(Dataset items)
= = = = = = =
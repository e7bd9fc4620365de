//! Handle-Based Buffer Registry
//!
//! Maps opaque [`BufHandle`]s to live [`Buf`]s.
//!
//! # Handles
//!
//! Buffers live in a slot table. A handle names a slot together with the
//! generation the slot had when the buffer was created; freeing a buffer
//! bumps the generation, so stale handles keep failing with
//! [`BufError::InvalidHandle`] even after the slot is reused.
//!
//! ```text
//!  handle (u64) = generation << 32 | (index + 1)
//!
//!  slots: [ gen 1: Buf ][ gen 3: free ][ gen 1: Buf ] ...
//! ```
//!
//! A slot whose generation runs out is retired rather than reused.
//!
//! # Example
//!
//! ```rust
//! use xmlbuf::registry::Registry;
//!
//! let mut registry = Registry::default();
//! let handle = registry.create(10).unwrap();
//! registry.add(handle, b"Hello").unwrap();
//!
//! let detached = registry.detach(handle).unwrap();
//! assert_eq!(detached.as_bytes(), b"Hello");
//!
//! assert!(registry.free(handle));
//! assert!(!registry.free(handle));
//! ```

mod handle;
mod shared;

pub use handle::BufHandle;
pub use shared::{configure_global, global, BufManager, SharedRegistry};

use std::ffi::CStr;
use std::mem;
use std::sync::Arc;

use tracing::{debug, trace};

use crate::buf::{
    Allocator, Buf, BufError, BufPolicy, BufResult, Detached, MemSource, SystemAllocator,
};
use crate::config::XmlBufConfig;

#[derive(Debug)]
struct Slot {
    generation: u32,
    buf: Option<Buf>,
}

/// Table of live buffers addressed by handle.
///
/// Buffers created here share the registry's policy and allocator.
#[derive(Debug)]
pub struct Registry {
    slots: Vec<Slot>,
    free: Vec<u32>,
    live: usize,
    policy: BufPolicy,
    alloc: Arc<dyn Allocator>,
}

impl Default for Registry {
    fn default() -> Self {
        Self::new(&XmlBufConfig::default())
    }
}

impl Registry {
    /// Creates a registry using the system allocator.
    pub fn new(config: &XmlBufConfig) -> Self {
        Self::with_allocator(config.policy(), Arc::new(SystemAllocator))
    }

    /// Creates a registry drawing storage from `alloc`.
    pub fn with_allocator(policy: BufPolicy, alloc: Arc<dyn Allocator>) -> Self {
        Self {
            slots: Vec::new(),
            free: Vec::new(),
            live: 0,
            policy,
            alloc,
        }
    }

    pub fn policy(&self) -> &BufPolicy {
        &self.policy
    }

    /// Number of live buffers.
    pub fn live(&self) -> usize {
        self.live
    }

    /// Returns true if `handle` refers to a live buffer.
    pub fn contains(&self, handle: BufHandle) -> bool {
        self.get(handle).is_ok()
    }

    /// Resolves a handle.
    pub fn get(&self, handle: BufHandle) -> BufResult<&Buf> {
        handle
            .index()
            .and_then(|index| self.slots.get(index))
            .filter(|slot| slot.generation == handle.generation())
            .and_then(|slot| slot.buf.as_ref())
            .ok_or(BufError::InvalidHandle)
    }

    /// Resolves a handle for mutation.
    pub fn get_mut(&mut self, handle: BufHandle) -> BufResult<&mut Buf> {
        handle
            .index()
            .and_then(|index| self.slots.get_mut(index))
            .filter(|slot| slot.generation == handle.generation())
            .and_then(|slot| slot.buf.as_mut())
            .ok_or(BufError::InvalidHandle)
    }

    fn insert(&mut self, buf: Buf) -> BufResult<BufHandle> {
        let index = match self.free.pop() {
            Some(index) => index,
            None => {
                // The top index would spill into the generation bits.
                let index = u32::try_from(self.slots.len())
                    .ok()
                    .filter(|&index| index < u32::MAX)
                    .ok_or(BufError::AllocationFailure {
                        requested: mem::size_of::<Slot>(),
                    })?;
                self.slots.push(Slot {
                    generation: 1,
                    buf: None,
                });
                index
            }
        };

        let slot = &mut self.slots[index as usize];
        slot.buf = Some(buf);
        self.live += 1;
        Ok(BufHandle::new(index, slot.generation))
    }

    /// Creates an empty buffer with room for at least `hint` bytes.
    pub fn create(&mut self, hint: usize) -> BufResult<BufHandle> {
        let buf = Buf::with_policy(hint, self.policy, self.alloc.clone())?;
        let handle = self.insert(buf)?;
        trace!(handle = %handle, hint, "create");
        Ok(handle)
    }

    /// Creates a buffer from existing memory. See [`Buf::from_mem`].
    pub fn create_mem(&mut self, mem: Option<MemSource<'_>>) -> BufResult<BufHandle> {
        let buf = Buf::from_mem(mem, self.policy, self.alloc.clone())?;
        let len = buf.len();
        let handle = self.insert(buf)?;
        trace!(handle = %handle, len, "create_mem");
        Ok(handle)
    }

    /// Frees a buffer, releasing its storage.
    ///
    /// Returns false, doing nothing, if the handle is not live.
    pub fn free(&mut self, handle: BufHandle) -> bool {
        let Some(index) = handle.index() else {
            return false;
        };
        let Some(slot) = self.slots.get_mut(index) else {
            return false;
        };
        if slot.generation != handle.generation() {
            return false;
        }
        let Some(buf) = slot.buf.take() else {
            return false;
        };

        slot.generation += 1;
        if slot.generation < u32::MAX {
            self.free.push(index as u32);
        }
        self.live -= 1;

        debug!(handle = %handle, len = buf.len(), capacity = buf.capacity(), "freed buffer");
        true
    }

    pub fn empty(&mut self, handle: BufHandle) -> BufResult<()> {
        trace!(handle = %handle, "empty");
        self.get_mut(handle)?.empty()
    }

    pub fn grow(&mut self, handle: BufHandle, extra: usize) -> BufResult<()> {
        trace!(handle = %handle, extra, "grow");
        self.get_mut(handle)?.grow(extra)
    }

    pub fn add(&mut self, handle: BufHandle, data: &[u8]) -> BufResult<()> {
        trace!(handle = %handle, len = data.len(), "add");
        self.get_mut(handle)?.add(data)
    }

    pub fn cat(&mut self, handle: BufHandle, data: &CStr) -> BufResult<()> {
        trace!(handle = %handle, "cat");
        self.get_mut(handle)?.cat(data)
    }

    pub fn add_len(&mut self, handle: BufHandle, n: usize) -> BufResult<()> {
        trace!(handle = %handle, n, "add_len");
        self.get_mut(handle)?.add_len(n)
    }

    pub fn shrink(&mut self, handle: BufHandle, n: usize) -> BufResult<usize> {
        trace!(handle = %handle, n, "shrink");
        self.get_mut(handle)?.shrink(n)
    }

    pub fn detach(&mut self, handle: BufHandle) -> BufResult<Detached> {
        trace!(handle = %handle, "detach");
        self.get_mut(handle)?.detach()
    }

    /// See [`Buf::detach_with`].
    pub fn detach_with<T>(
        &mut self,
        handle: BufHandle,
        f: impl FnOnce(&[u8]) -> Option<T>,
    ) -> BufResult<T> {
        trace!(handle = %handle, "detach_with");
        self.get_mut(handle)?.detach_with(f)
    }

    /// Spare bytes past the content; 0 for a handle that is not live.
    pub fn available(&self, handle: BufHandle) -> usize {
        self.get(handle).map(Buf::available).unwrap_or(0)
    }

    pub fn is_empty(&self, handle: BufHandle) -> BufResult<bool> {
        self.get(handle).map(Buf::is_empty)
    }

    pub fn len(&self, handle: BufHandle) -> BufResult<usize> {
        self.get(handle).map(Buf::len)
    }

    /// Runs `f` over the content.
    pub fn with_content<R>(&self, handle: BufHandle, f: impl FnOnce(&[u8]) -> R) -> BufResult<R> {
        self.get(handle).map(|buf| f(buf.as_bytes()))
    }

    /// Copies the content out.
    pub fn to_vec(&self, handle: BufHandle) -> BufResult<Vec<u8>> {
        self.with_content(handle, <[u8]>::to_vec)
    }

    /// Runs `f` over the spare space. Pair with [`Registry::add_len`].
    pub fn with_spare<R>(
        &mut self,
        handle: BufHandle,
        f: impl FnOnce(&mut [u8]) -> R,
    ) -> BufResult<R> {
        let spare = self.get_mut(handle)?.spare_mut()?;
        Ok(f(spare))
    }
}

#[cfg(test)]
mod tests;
= = = = = = =
§ **Task to complete**
Which of the lines above hold the string "Some"? Pick each of them out.

§ **Written answer**
            Some(index) => index,
        slot.buf = Some(buf);
        let Some(index) = handle.index() else {
        let Some(slot) = self.slots.get_mut(index) else {
        let Some(buf) = slot.buf.take() else {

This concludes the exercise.